健康向上に効果をもたらすのは、日常的に軽く骨格筋を動かすことであって、強い筋運動ではありません。それは、スポーツジムで行う激しいエクササイズを指しているのではなく、通勤時の歩行、駅の階段昇降、自転車での通学通勤、家事、買い物など、日常的に継続可能な有酸素運動である。
筋運動や有酸素運動というと、 ランニング、水泳、筋トレなど、特別な激しいエクササイズを思い浮かべる方が多いですが、健康維持的には日常的に身体を動かす習慣がベストです。額に汗がうっすら浮かぶ程度の、日常的な筋運動が慢性炎症の抑制と筋萎縮の防止に効果が大きい。
家事労働でも時間を区切って迅速に行えば運動量が大となり十分に PGC1-α(慢性炎症の抑制因子)を発現 させ得ます。酸素を多く取り入れながら行う有酸素運動は、乳酸が生じないので疲労が起こりにくく、長時間の筋運動が継続可能になります。それによって呼吸器や循環器 が刺激され、エネルギー源として脂肪が代謝されて身体の健康に有益な効果につながります。またミトコンドリア数も増加するので、活性酸素を増加させ ることなく、エネルギーを得ることが可能になります。
「アメリカで、一般市民を対象に慢性炎症を基盤とする疾患について大規模疫学調査が行われた結果、全身の慢性炎症レベルを高くし、さまざまな疾患を増加 させている元凶を探って行ったところ、筋運動量の少ない、身体を動かさない不活発なライフスタイルが元凶であると結論づけられた」
職場においては、会議やデスクワークによる座位姿勢が勤務時間の大半を占め、家庭においても、スマホ、TV、ゲームの日常が繰り返されている。

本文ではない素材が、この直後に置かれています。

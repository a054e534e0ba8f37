//! Validation failures with a kind and a misbehavior penalty.

use std::borrow::Cow;
use std::fmt;

use stakd_masternode::{MasternodeError, MasternodeErrorKind, PaymentError};
use stakd_pow::difficulty::CompactError;
use stakd_pow::kernel::StakeError;
use stakd_pow::validation::PowError;
use stakd_primitives::encoding::DecodeError;
use stakd_script::interpreter::ScriptError;
use stakd_storage::StoreError;

#[derive(Clone, Copy, Debug, Eq, PartialEq, Hash)]
pub enum ErrorKind {
    /// Malformed block or transaction; never valid in any context.
    Structural,
    /// Refused by local policy only.
    Policy,
    /// An input is unknown. Outside a block the transaction is an orphan.
    MissingInputs,
    /// Well formed but breaks a chain rule in its context.
    ConsensusViolation,
    DoubleSpend,
    Malformed,
    Internal,
}

impl ErrorKind {
    pub fn default_penalty(self) -> u32 {
        match self {
            ErrorKind::Structural | ErrorKind::ConsensusViolation => 100,
            ErrorKind::Malformed => 10,
            ErrorKind::Policy
            | ErrorKind::MissingInputs
            | ErrorKind::DoubleSpend
            | ErrorKind::Internal => 0,
        }
    }

    pub fn as_str(self) -> &'static str {
        match self {
            ErrorKind::Structural => "structural",
            ErrorKind::Policy => "policy",
            ErrorKind::MissingInputs => "missing-inputs",
            ErrorKind::ConsensusViolation => "consensus",
            ErrorKind::DoubleSpend => "double-spend",
            ErrorKind::Malformed => "malformed",
            ErrorKind::Internal => "internal",
        }
    }
}

#[derive(Clone, Debug, Eq, PartialEq)]
pub struct ConsensusError {
    pub kind: ErrorKind,
    pub reason: Cow<'static, str>,
    pub penalty: u32,
    /// The failing data is not committed to by the block hash, so a relay could have
    /// altered it. Such a failure never condemns the hash.
    pub corruption_possible: bool,
}

impl ConsensusError {
    pub fn new(kind: ErrorKind, reason: impl Into<Cow<'static, str>>) -> Self {
        Self {
            kind,
            reason: reason.into(),
            penalty: kind.default_penalty(),
            corruption_possible: false,
        }
    }

    pub fn structural(reason: impl Into<Cow<'static, str>>) -> Self {
        Self::new(ErrorKind::Structural, reason)
    }

    pub fn policy(reason: impl Into<Cow<'static, str>>) -> Self {
        Self::new(ErrorKind::Policy, reason)
    }

    pub fn missing_inputs(reason: impl Into<Cow<'static, str>>) -> Self {
        Self::new(ErrorKind::MissingInputs, reason)
    }

    pub fn violation(reason: impl Into<Cow<'static, str>>) -> Self {
        Self::new(ErrorKind::ConsensusViolation, reason)
    }

    pub fn double_spend(reason: impl Into<Cow<'static, str>>) -> Self {
        Self::new(ErrorKind::DoubleSpend, reason)
    }

    pub fn malformed(reason: impl Into<Cow<'static, str>>) -> Self {
        Self::new(ErrorKind::Malformed, reason)
    }

    pub fn internal(reason: impl Into<Cow<'static, str>>) -> Self {
        Self::new(ErrorKind::Internal, reason)
    }

    pub fn with_penalty(mut self, penalty: u32) -> Self {
        self.penalty = penalty;
        self
    }

    pub fn corruption_possible(mut self) -> Self {
        self.corruption_possible = true;
        self
    }

    /// Whether the failure condemns the block hash itself rather than its context or
    /// the copy that was relayed.
    pub fn marks_failed(&self) -> bool {
        !self.corruption_possible
            && matches!(
                self.kind,
                ErrorKind::Structural | ErrorKind::ConsensusViolation | ErrorKind::DoubleSpend
            )
    }
}

impl fmt::Display for ConsensusError {
    fn fmt(&self, f: &mut fmt::Formatter<'_>) -> fmt::Result {
        write!(f, "{}: {}", self.kind.as_str(), self.reason)
    }
}

impl std::error::Error for ConsensusError {}

impl From<StoreError> for ConsensusError {
    fn from(err: StoreError) -> Self {
        ConsensusError::internal(format!("store: {err}"))
    }
}

impl From<DecodeError> for ConsensusError {
    fn from(err: DecodeError) -> Self {
        ConsensusError::internal(format!("corrupt record: {err}"))
    }
}

impl From<ScriptError> for ConsensusError {
    fn from(err: ScriptError) -> Self {
        ConsensusError::violation(format!("script verification failed: {err}"))
    }
}

impl From<CompactError> for ConsensusError {
    fn from(err: CompactError) -> Self {
        ConsensusError::structural(format!("bad compact target: {err}"))
    }
}

impl From<PowError> for ConsensusError {
    fn from(err: PowError) -> Self {
        ConsensusError::structural(err.to_string())
    }
}

impl From<StakeError> for ConsensusError {
    fn from(err: StakeError) -> Self {
        ConsensusError::violation(format!("stake kernel: {err}"))
    }
}

impl From<MasternodeError> for ConsensusError {
    fn from(err: MasternodeError) -> Self {
        let kind = match err.kind {
            MasternodeErrorKind::Internal => ErrorKind::Internal,
            MasternodeErrorKind::BadSignature | MasternodeErrorKind::InvalidCollateral => {
                ErrorKind::ConsensusViolation
            }
            _ => ErrorKind::Policy,
        };
        ConsensusError::new(kind, err.to_string()).with_penalty(err.penalty)
    }
}

impl From<PaymentError> for ConsensusError {
    fn from(err: PaymentError) -> Self {
        match err {
            PaymentError::MissingPayment { .. } => ConsensusError::violation(err.to_string()),
            PaymentError::Unavailable(_) => ConsensusError::internal(err.to_string()),
        }
    }
}

#[cfg(test)]
mod tests {
    use super::*;

    #[test]
    fn constructors_set_default_penalties() {
        assert_eq!(ConsensusError::structural("x").penalty, 100);
        assert_eq!(ConsensusError::violation("x").penalty, 100);
        assert_eq!(ConsensusError::malformed("x").penalty, 10);
        assert_eq!(ConsensusError::double_spend("x").penalty, 0);
        assert_eq!(ConsensusError::policy("x").penalty, 0);
        assert_eq!(ConsensusError::missing_inputs("x").penalty, 0);
    }

    #[test]
    fn masternode_errors_keep_their_penalty() {
        let err = ConsensusError::from(MasternodeError::new(
            MasternodeErrorKind::InvalidCollateral,
            "wrong value",
        ));
        assert_eq!(err.kind, ErrorKind::ConsensusViolation);
        assert_eq!(err.penalty, 20);
        assert!(err.reason.contains("wrong value"));
    }

    #[test]
    fn missing_payment_is_penalized() {
        let err = ConsensusError::from(PaymentError::MissingPayment {
            height: 30,
            expected: 10,
        });
        assert_eq!(err.kind, ErrorKind::ConsensusViolation);
        assert_eq!(err.penalty, 100);
    }
}
mod common;

use common::{key_script, secret, spend, TestChain};
use stakd_chainstate::ErrorKind;
use stakd_consensus::masternode_payment;
use stakd_consensus::money::COIN;
use stakd_masternode::{ChainView, CollateralView};
use stakd_primitives::{OutPoint, TxOut};

/// Locks one collateral output to the owner's script at height 7 and mines on to
/// `height`.
fn chain_with_collateral(height: i32) -> (TestChain, Vec<u8>, OutPoint) {
    let mut harness = TestChain::new();
    harness.mine_to(6);
    let (prevout, value) = harness.coinbase_at(1);
    let owner = key_script(&secret(9));
    let collateral = harness.chain.params().masternode.collateral;
    let tx = spend(
        prevout,
        &harness.miner_script.clone(),
        &harness.miner,
        harness.time_after(&harness.chain.best_hash()),
        vec![
            TxOut::new(collateral, owner.clone()),
            TxOut::new(value - collateral, harness.miner_script.clone()),
        ],
    );
    let outpoint = OutPoint::new(tx.txid(), 0);
    harness.mine_with(vec![tx], 0);
    harness.mine_to(height);
    (harness, owner, outpoint)
}

#[test]
fn collateral_view_reports_confirmations_and_ownership() {
    let (harness, owner, outpoint) = chain_with_collateral(10);
    let info = harness
        .chain
        .collateral(&outpoint)
        .expect("lookup")
        .expect("collateral");
    assert_eq!(info.value, 5_000 * COIN);
    assert_eq!(info.script_pubkey, owner);
    assert_eq!(info.confirmations, 4);
    assert!(harness.chain.script_owns_unspent(&owner, 5_000 * COIN));
    assert!(!harness.chain.script_owns_unspent(&owner, 4_999 * COIN));
    assert!(!harness
        .chain
        .script_owns_unspent(&key_script(&secret(8)), 5_000 * COIN));
    assert_eq!(harness.chain.tip_height(), 10);
}

#[test]
fn missing_payment_is_tolerated_before_enforcement() {
    let (mut harness, _, _) = chain_with_collateral(20);
    let enforce = harness.chain.params().masternode.payment_enforce_height;
    harness.mine_to(enforce - 1);
    assert_eq!(harness.chain.best_height(), enforce - 1);
    assert!(harness.chain.payee_at(enforce - 1).is_none());
}

#[test]
fn enforced_height_requires_the_masternode_share() {
    let (mut harness, owner, _) = chain_with_collateral(29);
    let tip = harness.chain.best_hash();
    let reward = 50 * COIN;
    let share = masternode_payment(reward);
    assert_eq!(share, reward / 3);

    let unpaid = harness.block_on(&tip, 0, 0, Vec::new());
    let err = harness.accept(&unpaid).expect_err("missing payment");
    assert_eq!(err.kind, ErrorKind::ConsensusViolation);
    assert_eq!(harness.chain.best_hash(), tip);

    let wrong_amount = harness.block_with_coinbase(
        &tip,
        1,
        vec![
            TxOut::new(reward - share + 1, harness.miner_script.clone()),
            TxOut::new(share - 1, owner.clone()),
        ],
        Vec::new(),
    );
    assert!(harness.accept(&wrong_amount).is_err());

    let stranger = harness.block_with_coinbase(
        &tip,
        2,
        vec![
            TxOut::new(reward - share, harness.miner_script.clone()),
            TxOut::new(share, key_script(&secret(8))),
        ],
        Vec::new(),
    );
    assert!(harness.accept(&stranger).is_err());

    let paid = harness.block_with_coinbase(
        &tip,
        3,
        vec![
            TxOut::new(reward - share, harness.miner_script.clone()),
            TxOut::new(share, owner.clone()),
        ],
        Vec::new(),
    );
    let accepted = harness.accept(&paid).expect("paid block");
    assert_eq!(accepted.height, 30);
    assert_eq!(harness.chain.best_hash(), paid.hash());
    assert_eq!(harness.chain.payee_at(30), Some(owner));
}

#[test]
fn disconnect_clears_the_recorded_payee() {
    let (mut harness, owner, _) = chain_with_collateral(29);
    let tip = harness.chain.best_hash();
    let share = masternode_payment(50 * COIN);
    let paid = harness.block_with_coinbase(
        &tip,
        0,
        vec![
            TxOut::new(50 * COIN - share, harness.miner_script.clone()),
            TxOut::new(share, owner),
        ],
        Vec::new(),
    );
    harness.accept(&paid).expect("paid block");
    harness.chain.disconnect_block(&paid.hash()).expect("disconnect");
    assert_eq!(harness.chain.best_hash(), tip);
    assert!(harness.chain.payee_at(30).is_none());
    assert!(harness.chain.node(&paid.hash()).expect("indexed").payee.is_none());
}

筋運動量が少なくなると活性酸素の害が増大し慢性炎症が拡大する。 大腸がん 、乳がん、前立腺がん、子宮がん、膵臓がん、皮膚がんは日常的に運動をしない人に多く発生すると結論づける研究も、存在します。
私たちは今、人の平均寿命が驚くほどのスピードで伸長しています。 誰もが高齢期まで生きる時代とは、誰もが慢性炎症を基盤とする疾患にかかる可能性にあることを意味しています。 60歳定年を人生の一 区切りとしていた従来の健康知識でなく、新たな知識と戦略が必要になってきています。
早め早めの戦略(運動や治療や癒し)が必要不可欠ですね。
最後に、一つ付け加えると、筋力トレーニングの場合はおもに糖質がエネルギー源です。有酸素運動は糖質・脂質・アミノ酸(タンパク質)がエネルギー源となります。 ランニング、水泳などの有酸素運動においては、上記のアミノ酸の枯渇が筋肉量の低下に影響します。長時間の有酸素運動を行い、糖質のエネルギーが枯渇すると、脂質を分解してエネルギーを生み出します。そのタイミングで、血中や筋肉内のアミノ酸もエネルギーとして利用されます。そのため、必要なエネルギーが枯渇している状態で有酸素運動を行うと、筋肉を分解してエネルギーを確保するため筋肉量の減少が起こります。また、有酸素運動を長時間行うと、AMPキナーゼという細胞内のエネルギーセンサーが働き、タンパク質の合成を阻害してしまうために筋肉量の増加が難しくなります。
適度な食事量、適度な運動がおすすめです。